The city Assembly will meet next week to consider an investment of $1.5 million for the Sealaska Heritage Arts Campus, which is part of Sealaska Heritage Institute’s vision to make Juneau the Northwest Coast arts capital of the world.
The city’s contribution to the arts campus is an investment that will provide significant and long-term economic benefits to Juneau and the business community, as well as the type of cultural and educational benefits — for Native and non-Native people — that enrich our town and make it a better place to live.
The arts campus will stimulate economic and social boons in the same way that the city’s investment in the Walter Soboleff Building did at a time when we sorely need it.
The city’s $3 million investment in the $20 million Walter Soboleff Building paved the way for an explosion of growth of community-based programming, which grew by 400 percent after the facility opened in 2015. SHI’s annual budget grew from $3 million to $20 million over a 10-year span, and staff grew from 12 to 65 employees.
Those 53 new jobs translated into a large economic impact for Juneau. When all local spending for payroll and goods and services is considered, spending in the Juneau economy from SHI operations is projected to total $12.9 million in 2021, according to estimates by the research firm McDowell Group.

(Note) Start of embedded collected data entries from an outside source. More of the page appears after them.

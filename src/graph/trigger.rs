//! Triggers and the firing protocol.
//!
//! Firing a trigger:
//! 1. Resolve its execution plan (cached per structure generation) and its
//!    downstream triggers under a brief read lock.
//! 2. Compute every planned step in order, without any structural lock.
//!    Faults are contained per step; the trigger carries on.
//! 3. Fire each downstream trigger once. A downstream looped trigger that
//!    is running on another thread is handed a kick over its queue instead
//!    of being run here.

use crate::graph::group::{GroupShared, Structure};
use crate::graph::events::GraphEvent;
use crate::graph::id::{StepId, TriggerId};
use crate::graph::looped::LoopedTrigger;
use crate::graph::plan::{ExecutionPlan, PlanCompiler};
use crate::graph::step::{ComputeOutcome, TickTime};
use parking_lot::Mutex;
use std::sync::Arc;

/// A trigger as stored in a group.
pub(crate) struct TriggerNode {
    pub id: TriggerId,
    pub name: String,
    /// Ordered set of listening steps
    pub listeners: Vec<StepId>,
    pub downstream: Vec<TriggerId>,
    pub upstream: Vec<TriggerId>,
    /// Present for looped triggers
    pub looped: Option<Arc<LoopedTrigger>>,
    plan: Mutex<Option<Arc<ExecutionPlan>>>,
}

impl TriggerNode {
    pub fn new(id: TriggerId, name: String, looped: Option<Arc<LoopedTrigger>>) -> Self {
        Self {
            id,
            name,
            listeners: Vec::new(),
            downstream: Vec::new(),
            upstream: Vec::new(),
            looped,
            plan: Mutex::new(None),
        }
    }

    pub fn is_looped(&self) -> bool {
        self.looped.is_some()
    }

    /// Cached plan, recompiled when the structure generation moved on.
    pub fn plan(&self, structure: &Structure) -> Arc<ExecutionPlan> {
        let mut cached = self.plan.lock();
        if let Some(plan) = cached.as_ref() {
            if plan.generation == structure.generation {
                return plan.clone();
            }
        }

        let claimed: Vec<StepId> = structure
            .live_triggers()
            .filter(|t| t.id != self.id)
            .flat_map(|t| t.listeners.iter().copied())
            .filter(|s| !self.listeners.contains(s))
            .collect();
        let plan = Arc::new(PlanCompiler::compile(
            &structure.steps,
            &structure.connections,
            Some(&self.listeners),
            &claimed,
            structure.generation,
        ));
        tracing::info!(
            "Trigger '{}' plan recompiled: {} step(s), {} reactive (gen {}, {}us)",
            self.name,
            plan.len(),
            plan.stats.reactive_steps,
            plan.generation,
            plan.stats.compile_time_us,
        );
        *cached = Some(plan.clone());
        plan
    }
}

/// Counters from one fire, including everything it propagated to.
#[derive(Debug, Clone, Copy, Default, PartialEq, Eq)]
pub struct FireReport {
    /// Steps that computed successfully
    pub computed: usize,
    /// Steps skipped because they were already faulted
    pub skipped: usize,
    /// Steps that faulted during this fire
    pub failed: usize,
    /// Triggers run on this thread (the fired one included)
    pub triggers_fired: usize,
    /// Kicks handed to looped triggers on other threads
    pub handoffs: usize,
    /// A step asked its driving loop to stop
    pub stop_requested: bool,
}

impl FireReport {
    pub fn merge(&mut self, other: FireReport) {
        self.computed += other.computed;
        self.skipped += other.skipped;
        self.failed += other.failed;
        self.triggers_fired += other.triggers_fired;
        self.handoffs += other.handoffs;
        self.stop_requested |= other.stop_requested;
    }
}

/// Everything needed to fire a trigger without holding the structure lock.
pub(crate) struct FireTarget {
    pub plan: Arc<ExecutionPlan>,
    pub downstream: Vec<(TriggerId, Option<Arc<LoopedTrigger>>)>,
}

/// Resolve the plan and downstream set of `id`, or `None` if it is gone.
pub(crate) fn resolve(group: &GroupShared, id: TriggerId) -> Option<FireTarget> {
    let structure = group.structure.read();
    let node = structure.trigger(id)?;
    let plan = node.plan(&structure);
    let downstream = node
        .downstream
        .iter()
        .filter_map(|d| structure.trigger(*d).map(|n| (n.id, n.looped.clone())))
        .collect();
    Some(FireTarget { plan, downstream })
}

/// Fire `id` on the calling thread. `visited` holds the triggers already
/// fired in this propagation; each trigger runs at most once per propagation.
pub(crate) fn fire(
    group: &GroupShared,
    id: TriggerId,
    time: &TickTime,
    visited: &mut Vec<TriggerId>,
) -> FireReport {
    match resolve(group, id) {
        Some(target) => run(group, id, &target, time, visited),
        None => FireReport::default(),
    }
}

/// Fire an already-resolved trigger.
pub(crate) fn run(
    group: &GroupShared,
    id: TriggerId,
    target: &FireTarget,
    time: &TickTime,
    visited: &mut Vec<TriggerId>,
) -> FireReport {
    visited.push(id);
    let mut report = run_plan(group, &target.plan, time);
    report.triggers_fired += 1;

    for (down, looped) in &target.downstream {
        if visited.contains(down) {
            tracing::trace!("Trigger {} already fired in this propagation", down);
            continue;
        }
        if let Some(looped) = looped {
            if looped.is_running() && !looped.is_worker_thread() {
                visited.push(*down);
                if looped.kick() {
                    report.handoffs += 1;
                }
                continue;
            }
        }
        report.merge(fire(group, *down, time, visited));
    }
    report
}

/// Compute every step of `plan` once, in order.
pub(crate) fn run_plan(group: &GroupShared, plan: &ExecutionPlan, time: &TickTime) -> FireReport {
    let mut report = FireReport::default();
    for cell in &plan.steps {
        match cell.compute(time) {
            ComputeOutcome::Computed { stop_requested } => {
                report.computed += 1;
                report.stop_requested |= stop_requested;
            }
            ComputeOutcome::Skipped => report.skipped += 1,
            ComputeOutcome::Removed => {}
            ComputeOutcome::Failed(message) => {
                report.failed += 1;
                tracing::warn!(
                    "Step '{}' ({}) faulted at t={:.6}: {}",
                    cell.name(),
                    cell.id(),
                    time.time,
                    message
                );
                group.events.emit(GraphEvent::StepFaulted {
                    step: cell.id(),
                    name: cell.name().to_string(),
                    message,
                });
            }
        }
    }
    report
}
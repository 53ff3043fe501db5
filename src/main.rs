use std::path::PathBuf;
use std::process::ExitCode;

use clap::{Args, Parser, Subcommand, ValueEnum};
use tracing::{info, warn};

use brainscore_core::assembly::{Label, Selector};
use brainscore_core::io::{read_score, read_scores, to_json_string, write_score};
use brainscore_core::logging;
use brainscore_core::report::render_score_text;
use brainscore_core::score::{MergeOptions, Operation, RawPolicy, RawReport, Reducer, Score};

#[derive(Parser)]
#[command(name = "brainscore-core")]
#[command(about = "Inspect, reshape and merge score files with their raw companions")]
#[command(version)]
struct Cli {
    #[command(subcommand)]
    command: Commands,

    /// Log raw companion diagnostics
    #[arg(short, long, global = true)]
    verbose: bool,
}

#[derive(Subcommand)]
enum Commands {
    /// Merge score files; raw companion keys come from the first file
    Merge {
        #[arg(required = true)]
        inputs: Vec<PathBuf>,

        /// Fail when a raw companion cannot be merged
        #[arg(long)]
        strict: bool,

        #[command(flatten)]
        output: OutputArgs,
    },

    /// Select by coordinate label (one label drops the dimension)
    Sel {
        #[arg(short, long)]
        input: PathBuf,

        #[arg(long)]
        dim: String,

        #[arg(long = "label", required = true, num_args = 1..)]
        labels: Vec<String>,

        #[command(flatten)]
        raw: RawArgs,

        #[command(flatten)]
        output: OutputArgs,
    },

    /// Select by position (one index drops the dimension)
    Isel {
        #[arg(short, long)]
        input: PathBuf,

        #[arg(long)]
        dim: String,

        #[arg(long = "index", required = true, num_args = 1..)]
        indices: Vec<usize>,

        #[command(flatten)]
        raw: RawArgs,

        #[command(flatten)]
        output: OutputArgs,
    },

    /// Drop size-1 dimensions (all of them unless --dim is given)
    Squeeze {
        #[arg(short, long)]
        input: PathBuf,

        #[arg(long = "dim")]
        dims: Vec<String>,

        #[command(flatten)]
        raw: RawArgs,

        #[command(flatten)]
        output: OutputArgs,
    },

    /// Aggregate over dimensions (all of them unless --dim is given)
    Reduce {
        #[arg(short, long)]
        input: PathBuf,

        #[arg(long, value_enum)]
        op: ReduceOp,

        #[arg(long = "dim")]
        dims: Vec<String>,

        /// Also aggregate raw companions
        #[arg(long)]
        apply_raw: bool,

        /// Fail when a raw companion cannot follow
        #[arg(long)]
        strict: bool,

        #[command(flatten)]
        output: OutputArgs,
    },

    /// Print a text summary of a score file
    Show {
        #[arg(short, long)]
        input: PathBuf,
    },
}

#[derive(Args, Debug, Clone)]
struct RawArgs {
    /// Leave raw companions untouched
    #[arg(long)]
    no_raw: bool,

    /// Fail when a raw companion cannot follow
    #[arg(long)]
    strict: bool,
}

#[derive(Args, Debug, Clone)]
struct OutputArgs {
    /// Output file (`.gz` compresses); stdout when omitted
    #[arg(short, long)]
    out: Option<PathBuf>,

    #[arg(long)]
    pretty: bool,
}

#[derive(Debug, Clone, Copy, PartialEq, Eq, ValueEnum)]
enum ReduceOp {
    Mean,
    Sum,
    Std,
    Min,
    Max,
    Median,
}

fn main() -> ExitCode {
    let cli = Cli::parse();
    logging::init(cli.verbose);
    if let Err(err) = run(cli.command) {
        eprintln!("{err}");
        return ExitCode::from(1);
    }
    ExitCode::SUCCESS
}

fn run(command: Commands) -> Result<(), String> {
    match command {
        Commands::Merge {
            inputs,
            strict,
            output,
        } => {
            let scores = read_scores(&inputs).map_err(|e| e.to_string())?;
            let options = if strict {
                MergeOptions::strict()
            } else {
                MergeOptions::tolerant()
            };
            let merged = Score::merge_with(&scores, options).map_err(|e| e.to_string())?;
            info!("merged {} score files", scores.len());
            log_report("merge", &merged.report);
            emit(&merged.score, &output)
        }
        Commands::Sel {
            input,
            dim,
            labels,
            raw,
            output,
        } => {
            let selector = label_selector(&labels);
            let op = Operation::sel(&[(dim.as_str(), selector)]);
            transform(&input, &op, raw_policy(!raw.no_raw, raw.strict), &output)
        }
        Commands::Isel {
            input,
            dim,
            indices,
            raw,
            output,
        } => {
            let selector = position_selector(&indices);
            let op = Operation::isel(&[(dim.as_str(), selector)]);
            transform(&input, &op, raw_policy(!raw.no_raw, raw.strict), &output)
        }
        Commands::Squeeze {
            input,
            dims,
            raw,
            output,
        } => {
            let dims: Vec<&str> = dims.iter().map(String::as_str).collect();
            let op = Operation::squeeze(&dims);
            transform(&input, &op, raw_policy(!raw.no_raw, raw.strict), &output)
        }
        Commands::Reduce {
            input,
            op,
            dims,
            apply_raw,
            strict,
            output,
        } => {
            let dims: Vec<&str> = dims.iter().map(String::as_str).collect();
            let op = reduce_operation(op, &dims);
            transform(&input, &op, raw_policy(apply_raw, strict), &output)
        }
        Commands::Show { input } => {
            let score = read_score(&input).map_err(|e| e.to_string())?;
            print!("{}", render_score_text(&score));
            Ok(())
        }
    }
}

fn transform(
    input: &std::path::Path,
    op: &Operation,
    policy: RawPolicy,
    output: &OutputArgs,
) -> Result<(), String> {
    let score = read_score(input).map_err(|e| e.to_string())?;
    let transformed = score.apply(op, policy).map_err(|e| e.to_string())?;
    log_report(op.name(), &transformed.report);
    emit(&transformed.score, output)
}

fn emit(score: &Score, output: &OutputArgs) -> Result<(), String> {
    match &output.out {
        Some(path) => {
            write_score(path, score, output.pretty).map_err(|e| e.to_string())?;
            info!("wrote {}", path.display());
        }
        None => {
            let json = to_json_string(score, output.pretty).map_err(|e| e.to_string())?;
            println!("{json}");
        }
    }
    Ok(())
}

fn log_report(operation: &str, report: &RawReport) {
    for (key, reason) in report.failures() {
        warn!("{operation}: raw companion '{key}' not updated: {reason}");
    }
}

fn label_selector(labels: &[String]) -> Selector<Label> {
    match labels {
        [single] => Selector::One(Label::parse(single)),
        _ => Selector::Many(labels.iter().map(|l| Label::parse(l)).collect()),
    }
}

fn position_selector(indices: &[usize]) -> Selector<usize> {
    match indices {
        [single] => Selector::One(*single),
        _ => Selector::Many(indices.to_vec()),
    }
}

fn raw_policy(apply_raw: bool, strict: bool) -> RawPolicy {
    RawPolicy { apply_raw, strict }
}

fn reduce_operation(op: ReduceOp, dims: &[&str]) -> Operation {
    match op {
        ReduceOp::Mean => Operation::mean(dims),
        ReduceOp::Sum => Operation::sum(dims),
        ReduceOp::Std => Operation::std(dims),
        ReduceOp::Min => Operation::min(dims),
        ReduceOp::Max => Operation::reduce(Reducer::max(), dims),
        ReduceOp::Median => Operation::reduce(Reducer::median(), dims),
    }
}

#[cfg(test)]
#[path = "../tests/src_inline/main_inline.rs"]
mod tests;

SHI’s growth is also providing a significant financial contribution to Juneau schools, educators and the university. Over a five-year span, SHI will contribute $7 million to the Juneau School District, University of Alaska Southeast (UAS) and the Southeast Regional Resource Center to increase the quality of educational programming, decrease dropout rates and improve student-teacher ratios. SHI and UAS have partnered to train Alaskan teachers and strengthen teacher education. SHI has increased student enrollment in its sponsored programs and classes.
The city’s investment in the arts campus will also help Juneau recover from the financial toll of the pandemic. The construction impacts alone are projected to be $7.3 million in 2021, and the project is expected to support 55 jobs and $9.5 million in total local spending for 2020 and 2021, according to McDowell estimates.
A top-ranking official in tourism wrote that the city’s investment in the arts campus “will provide lasting economic benefits to Juneau, both during construction and in perpetuity. The project will also help to further revitalize the downtown area and will provide needed foot traffic for area businesses. But beyond these monetary considerations, it also promises to become the artistic and cultural center for Northwest Coast arts. This will bring a cultural and educational vitality to the area that is typically reserved for major cities.”
SHI is a nonprofit public service entity — separate and distinct from Sealaska Corporation — that gives back millions to the community, school district and university. SHI has built a reputation within the education community for its success in improving academic achievement, notably in the Harborview program and in early childhood literacy through its award-winning Baby Raven Reads program. SHI conducts social scientific research and supports national and international visiting scholars. Its library, archives and free lecture series are open to the public as well.
We are thankful to the city for having the foresight to invest in the Walter Soboleff Building, and we are proud of the contributions we have been able to make to the community as a result. We respectfully request that the Assembly approve the $1.5 million investment, which will be fully dedicated to the construction of the arts campus. We humbly ask the people of Juneau to take this journey with us again and help downtown blossom into the world-class arts destination we know it is destined to be.
• Rosita Worl is president of Sealaska Heritage Institute.